Fall 2024 Course Highlight | Mapping, Making, & Representing Colonial Spaces

This fall Professor Preeti Chopra will be teaching ART HIST 621/800 | ASIAN 621 Mapping, Making, and Representing Colonial Spaces on M 4:30–7:00 PM. Senior or Graduate Standing | Humanities Breadth | L&S Credit | Instructor Consent to Enroll Required. 

Description: The spatial legacy of colonialism continues to live with us in the present. It plays a role in molding the postcolonial spaces of the future, both in former centers of colonial rule (such as London, Paris) and also in former colonies (such as India, Vietnam). “Colonialism” is often used to describe a very specific type of cultural and material exploitation that accompanied the territorial expansion of Europe across much of the world over the last 400 years. This graduate and advanced undergraduate seminar explores several important ways in which the population, landscape, architecture, and urban environment of these territories were mapped, made, and represented, particularly in the 19th and 20th centuries.
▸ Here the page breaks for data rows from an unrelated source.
//! Grid downsampling.
//!
//! Reduces a source image to a small grid by nearest-neighbor sampling:
//! each output cell takes exactly one source pixel, no averaging.

use image::RgbImage;

use crate::color::Rgb;
use crate::error::PatternError;

/// A row-major rectangular grid of cells.
#[derive(Debug, Clone, PartialEq, Eq)]
pub struct Grid<T> {
    width: u32,
    height: u32,
    cells: Vec<T>,
}

/// A grid of colors.
pub type PixelGrid = Grid<Rgb>;

impl<T> Grid<T> {
    /// Build a grid from row-major cells.
    ///
    /// Returns `None` if `cells.len() != width * height`.
    pub fn from_cells(width: u32, height: u32, cells: Vec<T>) -> Option<Self> {
        (cells.len() == width as usize * height as usize).then_some(Self {
            width,
            height,
            cells,
        })
    }

    pub fn width(&self) -> u32 {
        self.width
    }

    pub fn height(&self) -> u32 {
        self.height
    }

    /// Number of cells.
    pub fn len(&self) -> usize {
        self.cells.len()
    }

    pub fn is_empty(&self) -> bool {
        self.cells.is_empty()
    }

    pub fn get(&self, x: u32, y: u32) -> Option<&T> {
        if x >= self.width || y >= self.height {
            return None;
        }
        self.cells.get(y as usize * self.width as usize + x as usize)
    }

    pub fn cells(&self) -> &[T] {
        &self.cells
    }

    /// Iterate rows, top to bottom.
    pub fn rows(&self) -> std::slice::Chunks<'_, T> {
        self.cells.chunks(self.width.max(1) as usize)
    }

    /// Apply `f` to every cell, keeping the shape.
    pub fn map<U>(&self, f: impl FnMut(&T) -> U) -> Grid<U> {
        Grid {
            width: self.width,
            height: self.height,
            cells: self.cells.iter().map(f).collect(),
        }
    }
}

/// Anything that can be sampled as an RGB raster.
pub trait PixelSource {
    fn dimensions(&self) -> (u32, u32);

    /// Color at `(x, y)`; callers stay within `dimensions()`.
    fn rgb(&self, x: u32, y: u32) -> Rgb;
}

impl PixelSource for RgbImage {
    fn dimensions(&self) -> (u32, u32) {
        RgbImage::dimensions(self)
    }

    fn rgb(&self, x: u32, y: u32) -> Rgb {
        Rgb::from(*self.get_pixel(x, y))
    }
}

impl PixelSource for PixelGrid {
    fn dimensions(&self) -> (u32, u32) {
        (self.width, self.height)
    }

    fn rgb(&self, x: u32, y: u32) -> Rgb {
        self.cells[y as usize * self.width as usize + x as usize]
    }
}

impl From<&PixelGrid> for RgbImage {
    fn from(grid: &PixelGrid) -> Self {
        RgbImage::from_fn(grid.width, grid.height, |x, y| grid.rgb(x, y).into())
    }
}

/// Target height preserving the source aspect ratio, rounded down.
///
/// Computed in `u64`; a tall source at a large width can exceed `u32::MAX`.
pub fn target_height(source_width: u32, source_height: u32, target_width: u32) -> u64 {
    if source_width == 0 {
        return 0;
    }
    target_width as u64 * source_height as u64 / source_width as u64
}

/// Downsample `source` to `target_width` columns.
///
/// The height follows the source aspect ratio. Cell `(x, y)` copies source
/// pixel `(x * W0 / Wt, y * H0 / Ht)` using integer division, so sampling
/// is deterministic and never reads out of bounds.
///
/// # Errors
///
/// Returns `PatternError::InvalidDimensions` if the source is empty, the
/// target width is zero, or the derived height rounds down to zero or does
/// not fit in a `u32`.
pub fn downsample<S: PixelSource + ?Sized>(
    source: &S,
    target_width: u32,
) -> Result<PixelGrid, PatternError> {
    let (source_width, source_height) = source.dimensions();
    let derived = target_height(source_width, source_height, target_width);
    let height = match u32::try_from(derived) {
        Ok(height) if height > 0 => height,
        _ => {
            return Err(PatternError::InvalidDimensions {
                source_width,
                source_height,
                width: target_width,
                height: derived,
            })
        }
    };

    let sx = |x: u32| (x as u64 * source_width as u64 / target_width as u64) as u32;
    let sy = |y: u32| (y as u64 * source_height as u64 / height as u64) as u32;

    let mut cells = Vec::with_capacity(target_width as usize * height as usize);
    for y in 0..height {
        let src_y = sy(y);
        for x in 0..target_width {
            cells.push(source.rgb(sx(x), src_y));
        }
    }

    tracing::debug!(
        source_width,
        source_height,
        target_width,
        target_height = height,
        "Downsampled image"
    );
    Ok(Grid {
        width: target_width,
        height,
        cells,
    })
}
Our primary settings will be territories under British colonial rule. Topics to be considered include: the mapping of newly colonized territories; hybridity; urbanism; colonialism and photography. Emulating the geographical spread of colonialism, theoretical and empirical analyses will travel across diverse disciplinary and spatial terrain, drawing on works in art, architectural and urban history, cultural studies, anthropology, and critical human geography.